Or did I simply imagine that she
was to some degree attracted to me? I must not think such thoughts, in any
case. It was over—and Varnal must be protected.

"Have you more suitable arms
for me than this?" I said, indicating the Argzoon sword.

"Of course.
I will call a guard. He will take you to the arms room where you can select
whatever weapons you wish."

At her command, one of the guards
stepped forward and she ordered him to take me to tie arms room.

He led me down several flights of
steps until we were deeper below the palace than I had been before.

At last he stopped at two huge,
metal-studded doors and cried:

"Guard of the Tenth Watch-it
is Ino-Pukan Hara with the guest of the Bradhinak! Please open." An
Ino-Pakan, I now knew, was a warrior with a rank about equivalent to sergeant.

The doors moved slowly open and I
stood in a long hall of great size, dimly lit by the waning blue bulbs in the
roof. The guard who admitted us was an old man with a long beard. At his belt
were twin pistols. He carried no other weapons.

He looked at me quizzically.

The Ino-Pukan said: "The
Bradhinaka wishes her guest to arm himself as he pleases.
The
Argzoon attack!"

"Again?
But I thought them finished!"

"Not so," said the
Ino-Pukan sadly. "According to our guest here, they are almost upon
us."

"So the Bradhi died in
vain—we are still to be vanquished." The old man's voice sounded hopeless
as he let me wander up the hall admiring the great assortment of weapons.

"We are not defeated
yet," I reminded him, staring at rack upon rack of fine swords. I took
several down, testing them for length, weight and balance. At last I selected a
long, fairly slim sword, rather like a straight sabre, with a blade as long as
the sword I had taken from my Argzoon opponent.
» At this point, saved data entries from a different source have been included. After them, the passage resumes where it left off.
pub mod blockchains;
pub mod wallets;

pub use blockchains::{Blockchain, UnsupportedChain};
pub use wallets::{
    ConnectWalletsRequest, ConnectWalletsResponse, SkippedWallet, TokenBalanceData,
    WalletConnection, WalletData, WalletsResponse,
};
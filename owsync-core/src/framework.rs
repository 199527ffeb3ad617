use sqlx::PgPool;

/// Executor for the SQL command/query structs defined in [`crate::entities`].
///
/// Each database operation is a struct implementing
/// `kanau::processor::Processor` against this type, keeping every SQL
/// statement a named, testable unit.
pub struct DatabaseProcessor {
    pub pool: PgPool,
}

impl DatabaseProcessor {
    pub fn new(pool: PgPool) -> Self {
        Self { pool }
    }
}
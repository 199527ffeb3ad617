//! Exact conversion between on-chain base units and display decimals.
//!
//! Balances arrive as integers in the token's base unit (wei for ETH,
//! 10^-6 USDC, …) and must convert to a human-readable decimal without any
//! binary floating point: a 6-decimal stablecoin and an 18-decimal native
//! asset both have to round-trip exactly, including for the "> 0" holding
//! filter.

use rust_decimal::Decimal;
use rust_decimal::prelude::ToPrimitive;
use thiserror::Error;

/// A base-unit value that cannot be represented as a `Decimal`.
#[derive(Debug, Clone, PartialEq, Eq, Error)]
pub enum UnitsError {
    #[error("balance {value} at {decimals} decimals exceeds the representable range")]
    Overflow { value: u128, decimals: u32 },

    /// `Decimal` supports at most 28 fractional digits.
    #[error("unsupported token precision: {0} decimals")]
    UnsupportedPrecision(u32),
}

/// Convert an integer base-unit balance to a display decimal.
///
/// The conversion is exact: the result carries `decimals` fractional digits
/// and [`to_base_units`] recovers the original integer.
pub fn from_base_units(base_units: u128, decimals: u32) -> Result<Decimal, UnitsError> {
    if decimals > 28 {
        return Err(UnitsError::UnsupportedPrecision(decimals));
    }
    let value = i128::try_from(base_units).map_err(|_| UnitsError::Overflow {
        value: base_units,
        decimals,
    })?;
    Decimal::try_from_i128_with_scale(value, decimals).map_err(|_| UnitsError::Overflow {
        value: base_units,
        decimals,
    })
}

/// Convert a display decimal back to integer base units.
///
/// Returns `None` if the amount has more precision than `decimals` allows
/// or does not fit in a `u128`.
pub fn to_base_units(amount: Decimal, decimals: u32) -> Option<u128> {
    let factor = Decimal::from(10u128.checked_pow(decimals)?);
    let scaled = amount.checked_mul(factor)?;
    if scaled.fract() != Decimal::ZERO {
        return None;
    }
    scaled.to_u128()
}

#[cfg(test)]
mod tests {
    #![allow(clippy::unwrap_used)]

    use super::*;

    #[test]
    fn wei_converts_to_ether_exactly() {
        let one_and_a_half_eth = 1_500_000_000_000_000_000u128;
        let amount = from_base_units(one_and_a_half_eth, 18).unwrap();
        assert_eq!(amount.to_string(), "1.500000000000000000");
        assert_eq!(amount, Decimal::new(15, 1));
    }

    #[test]
    fn six_decimal_stablecoin_converts_exactly() {
        let amount = from_base_units(250_000_000, 6).unwrap();
        assert_eq!(amount, Decimal::new(250, 0));
    }

    #[test]
    fn round_trip_recovers_base_units() {
        let cases: [(u128, u32); 7] = [
            (0, 18),
            (1, 18),
            (1, 6),
            (1_500_000_000_000_000_000, 18),
            (250_000_000, 6),
            (123_456_789_012_345_678_901_234_567, 18),
            (79_228_162_514_264_337_593_543_950_335, 18),
        ];
        for (base_units, decimals) in cases {
            let amount = from_base_units(base_units, decimals).unwrap();
            assert_eq!(
                to_base_units(amount, decimals),
                Some(base_units),
                "base_units {base_units} decimals {decimals}"
            );
        }
    }

    #[test]
    fn smallest_unit_is_strictly_positive() {
        assert!(from_base_units(1, 18).unwrap() > Decimal::ZERO);
        assert_eq!(from_base_units(0, 18).unwrap(), Decimal::ZERO);
    }

    #[test]
    fn overflow_is_an_error_not_a_rounding() {
        assert!(matches!(
            from_base_units(u128::MAX, 18),
            Err(UnitsError::Overflow { .. })
        ));
        // One above the 96-bit Decimal mantissa.
        assert!(matches!(
            from_base_units(79_228_162_514_264_337_593_543_950_336, 18),
            Err(UnitsError::Overflow { .. })
        ));
    }

    #[test]
    fn precision_beyond_decimal_range_is_rejected() {
        assert_eq!(
            from_base_units(1, 29),
            Err(UnitsError::UnsupportedPrecision(29))
        );
    }
}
It had a beautiful balance. It had
a basket hilt and, as with swords on Earth of the same kind, one curled two
fingers, the index and the one next to it, around the crosspiece, gripping it
with the thumb along the top of the hilt with the remaining two fingers curled
under. That may seem an awkward grip to some, but it is actually quite
comfortable and also has the advantage of making sure that the sword is not
easily knocked from the grasp.

I found a broad belt, equipped at
the side with a wide sword-loop of leather. It seemed traditional in Varnal
that swords were carried naked and not scabbarded—some old custom from less
peaceful times internally, I gathered.

There were also guns that seemed
operated by a combination of spring and air. I took one of these from its place
and turned to the old keeper of the arms room.

"Do many use these?" I
asked.

"Some, our
guest."
He took the gun from my hand and showed me how it loaded. A
magazine of steel darts was exposed. These, in the manner of airgun darts,
could be slid automatically into the breech. The air was automatically
repressured after a shot—this was done by means of the spring attachment. A
very fine piece of craftsmanship but, as the old man demonstrated, the accuracy
was all but nil! The gun bucked so much as it shot its missile that the target
had to be very close indeed if one was to have much success in hitting him!

Still, my arms belt had a place
for a gun—another leather loop—so I slipped the airgun in. Now with the gun and
sword I felt better and was eager to rejoin Shizala to see how the preparations
were progressing.

I thanked the old man and,
accompanied by the Ino-Pukan, strode back up to the ground level of the palace.
Shizala was not in the hall, but another guard led me up many flights of stairs
that grew increasingly narrower until we were standing outside a room that
obviously was in one of the circular towers rising from the main building of
the palace.

The guard knocked.

Shizala's voice called for us to
enter.

We did so and Shizala stood there
with Telem Fas Ogdai and her brother, the Bradhinak Darnad. Darnad darted me a
quick smile of acknowledgment. Shizala's welcome was a gracious movement of the
head, but Telem Fas Ogdai's smile was stiff and frosty. He evidently had not
forgotten our earlier encounter that day. I couldn't blame him now, though I
still disliked him greatly. I put my feelings about him down to the situation
and made an effort to dismiss them as best I could.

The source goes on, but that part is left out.